From Markov to Laplace: How Mamba In-Context Learns Markov Chains

ICLR 2026 Conference SubmissionAnonymous Authors

OpenReview Score: 7.5 Download Report PDF

State-space modelsMarkov chainsIn-context learningLaplacian smoothing

While transformer-based language models have driven the AI revolution thus far, their computational complexity has spurred growing interest in viable alternatives, such as structured state space sequence models (SSMs) and Selective SSMs. Among these, Mamba (S6) and its variant Mamba-2 have shown remarkable inference speed-ups over transformers while achieving comparable or superior performance on complex language modeling tasks. However, despite these architectural innovations and empirical successes, the fundamental learning capabilities of Mamba remain poorly understood. In this paper, we address this gap by studying in-context learning (ICL) on Markov chains and uncovering an interesting phenomenon: even a single-layer Mamba efficiently learns the in-context Laplacian smoothing estimator, which is both Bayes and minimax optimal. To explain this, we theoretically characterize the representation capacity of Mamba and reveal the fundamental role of convolution in enabling it to represent the optimal Laplacian smoothing. These theoretical insights align strongly with empirical results and, to the best of our knowledge, represent the first formal connection between Mamba and optimal statistical estimators. Finally, we outline promising research directions inspired by these findings.

Abstract:

Disclaimer

This report is AI-GENERATED using Large Language Models and WisPaper (A scholar search engine). It analyzes academic papers' tasks and contributions against retrieved prior work. While this system identifies POTENTIAL overlaps and novel directions, ITS COVERAGE IS NOT EXHAUSTIVE AND JUDGMENTS ARE APPROXIMATE. These results are intended to assist human reviewers and SHOULD NOT be relied upon as a definitive verdict on novelty.
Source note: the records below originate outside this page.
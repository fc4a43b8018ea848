use crate::config::PlatenConfig;
use crate::error::{ConfigError, Result};

impl PlatenConfig {
    /// Validate configuration for logical consistency.
    pub fn validate(&self) -> Result<()> {
        if self.generator.split_whitespace().next().is_none() {
            return Err(ConfigError::MissingField {
                field: "generator".to_string(),
                hint: "Set the site generator command, e.g. \"pelican\"".to_string(),
            }
            .into());
        }

        if self.port == 0 {
            return Err(ConfigError::InvalidValue {
                field: "port".to_string(),
                value: "0".to_string(),
                hint: "Use a port between 1 and 65535".to_string(),
            }
            .into());
        }

        if self.poll_interval_ms == 0 {
            return Err(ConfigError::InvalidValue {
                field: "pollIntervalMs".to_string(),
                value: "0".to_string(),
                hint: "The poll interval must be at least 1 millisecond".to_string(),
            }
            .into());
        }

        if self.output_dir.as_os_str().is_empty() || self.output_dir == self.content_dir {
            return Err(ConfigError::InvalidValue {
                field: "outputDir".to_string(),
                value: self.output_dir.display().to_string(),
                hint: "The output directory is deleted by clean; it must differ from contentDir"
                    .to_string(),
            }
            .into());
        }

        if self.content_dir.starts_with(&self.output_dir) {
            return Err(ConfigError::ConflictingOptions(format!(
                "contentDir '{}' is inside outputDir '{}'",
                self.content_dir.display(),
                self.output_dir.display()
            ))
            .into());
        }

        Ok(())
    }
}
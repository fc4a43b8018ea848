//! Native file system watcher for the `events` watch mode.
//!
//! Watches the content directory recursively and forwards relevant changes
//! through a channel. Hidden files and explicitly ignored paths are dropped.

use crate::error::{CliError, Result};
use notify::{Event, RecommendedWatcher, RecursiveMode, Watcher};
use std::path::{Path, PathBuf};
use std::time::{Duration, Instant};
use tokio::sync::mpsc;

/// File change event type.
#[derive(Debug, Clone, PartialEq, Eq)]
pub enum FileChange {
    Modified(PathBuf),
    Created(PathBuf),
    Removed(PathBuf),
}

impl FileChange {
    /// Get the path affected by this change.
    pub fn path(&self) -> &Path {
        match self {
            FileChange::Modified(p) | FileChange::Created(p) | FileChange::Removed(p) => p,
        }
    }
}

/// File watcher with per-path debouncing and filtering.
///
/// Dropping the watcher stops event delivery and closes the channel.
pub struct FileWatcher {
    _watcher: RecommendedWatcher,
}

impl FileWatcher {
    /// Start watching `root`.
    ///
    /// Repeated events for the same path within `debounce` are collapsed.
    pub fn new(
        root: PathBuf,
        ignore: Vec<PathBuf>,
        debounce: Duration,
    ) -> Result<(Self, mpsc::Receiver<FileChange>)> {
        if !root.is_dir() {
            return Err(CliError::FileNotFound(root));
        }

        let (tx, rx) = mpsc::channel(100);
        let mut last_event: Option<(PathBuf, Instant)> = None;
        let content_root = root.clone();

        let mut watcher = notify::recommended_watcher(move |res: notify::Result<Event>| {
            let event = match res {
                Ok(event) => event,
                Err(e) => {
                    tracing::debug!(error = %e, "watch error");
                    return;
                }
            };

            for path in &event.paths {
                if Self::should_ignore(path, &content_root, &ignore) {
                    continue;
                }

                let now = Instant::now();
                if let Some((last_path, last_time)) = &last_event {
                    if last_path == path && now.duration_since(*last_time) < debounce {
                        continue;
                    }
                }
                last_event = Some((path.clone(), now));

                let change = match event.kind {
                    notify::EventKind::Create(_) => FileChange::Created(path.clone()),
                    notify::EventKind::Modify(_) => FileChange::Modified(path.clone()),
                    notify::EventKind::Remove(_) => FileChange::Removed(path.clone()),
                    _ => continue,
                };

                // A full channel means a rebuild is already pending
                let _ = tx.try_send(change);
            }
        })?;

        watcher.watch(&root, RecursiveMode::Recursive)?;

        Ok((Self { _watcher: watcher }, rx))
    }

    /// Paths outside the root, hidden paths, and ignored paths are skipped.
    fn should_ignore(path: &Path, root: &Path, ignore: &[PathBuf]) -> bool {
        let Ok(rel_path) = path.strip_prefix(root) else {
            return true;
        };

        if ignore.iter().any(|ignored| path == ignored) {
            return true;
        }

        rel_path.components().any(|component| {
            component
                .as_os_str()
                .to_str()
                .is_some_and(|name| name.starts_with('.') && name != "." && name != "..")
        })
    }
}

#[cfg(test)]
mod tests {
    use super::*;

    #[test]
    fn test_should_ignore_hidden_files() {
        let root = PathBuf::from("/site/content");

        assert!(FileWatcher::should_ignore(
            Path::new("/site/content/.git/config"),
            &root,
            &[]
        ));
        assert!(FileWatcher::should_ignore(
            Path::new("/site/content/posts/.first.md.swp"),
            &root,
            &[]
        ));
        assert!(!FileWatcher::should_ignore(
            Path::new("/site/content/posts/first.md"),
            &root,
            &[]
        ));
    }

    #[test]
    fn test_should_ignore_listed_paths() {
        let root = PathBuf::from("/site/content");
        let ignore = vec![PathBuf::from("/site/content/extra/typewriters.json")];

        assert!(FileWatcher::should_ignore(
            Path::new("/site/content/extra/typewriters.json"),
            &root,
            &ignore
        ));
        assert!(!FileWatcher::should_ignore(
            Path::new("/site/content/extra/robots.txt"),
            &root,
            &ignore
        ));
    }

    #[test]
    fn test_should_ignore_outside_root() {
        let root = PathBuf::from("/site/content");
        assert!(FileWatcher::should_ignore(
            Path::new("/site/output/index.html"),
            &root,
            &[]
        ));
    }

    #[test]
    fn test_missing_root_is_rejected() {
        let temp = tempfile::TempDir::new().unwrap();
        let result = FileWatcher::new(temp.path().join("missing"), vec![], Duration::ZERO);
        assert!(matches!(result, Err(CliError::FileNotFound(_))));
    }

    #[test]
    fn test_file_change_path() {
        let path = PathBuf::from("/site/content/pages/about.md");
        assert_eq!(FileChange::Created(path.clone()).path(), path.as_path());
        assert_eq!(FileChange::Removed(path.clone()).path(), path.as_path());
    }
}
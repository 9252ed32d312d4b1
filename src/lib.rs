//! prom2json-gateway serves Prometheus exposition metrics as JSON.
//!
//! Every configured upstream gets its own `GET` path. A request on that
//! path fetches the upstream's exposition text, decodes it into metric
//! families, and answers with them as a JSON array. On SIGTERM / Ctrl+C
//! the server stops accepting, lets in-flight requests finish within a
//! fixed grace period, and reports whether shutdown was clean.
//!
//! # Architecture
//!
//! - [`cli`] -- Command-line argument parsing with clap derive macros.
//! - [`cmd`] -- Subcommand dispatch and execution (run, validate).
//! - [`config`] -- Config file loading, defaulting, and validation.
//! - [`error`] -- Unified error types using `thiserror`.
//! - [`gateway`] -- Per-route handlers and the router registry.
//! - [`logging`] -- Structured tracing setup with JSON and pretty-print output.
//! - [`server`] -- Listening socket, accept loop, and graceful shutdown.
//! - [`upstream`] -- Per-upstream HTTP/TLS clients and metric family decoding.
//!
//! # Feature Flags
//!
//! | Feature | Description |
//! |---------|-------------|
//! | `yaml` | YAML config file support _(enabled by default)_ |
//! | `json` | JSON config file support |

// Binary crate: public functions are internal, not consumed by external users.
#![allow(clippy::missing_errors_doc)]

pub mod cli;
pub mod cmd;
pub mod config;
pub mod error;
pub mod gateway;
pub mod logging;
pub mod server;
pub mod upstream;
NOTE that some papers exist in multiple, slightly different versions (e.g., with different titles or URLs). The system may retrieve several versions of the same underlying work. The current automated pipeline does not reliably align or distinguish these cases, so human reviewers will need to disambiguate them manually.

If you have any questions, please contact: mingzhang23@m.fudan.edu.cn

Overview

Overall Novelty Assessment

The paper establishes a formal connection between single-layer Mamba and the Bayes-optimal Laplacian smoothing estimator for Markov chains, demonstrating that Mamba efficiently learns this estimator through in-context learning. Within the taxonomy, it resides in the 'Optimal Statistical Estimation and Markov Chain Learning' leaf under 'Theoretical Foundations and Representation Capacity'. This leaf contains only two papers total, including one sibling work focused on ICL outlier robustness, indicating a relatively sparse but emerging research direction at the intersection of state-space models and statistical optimality theory.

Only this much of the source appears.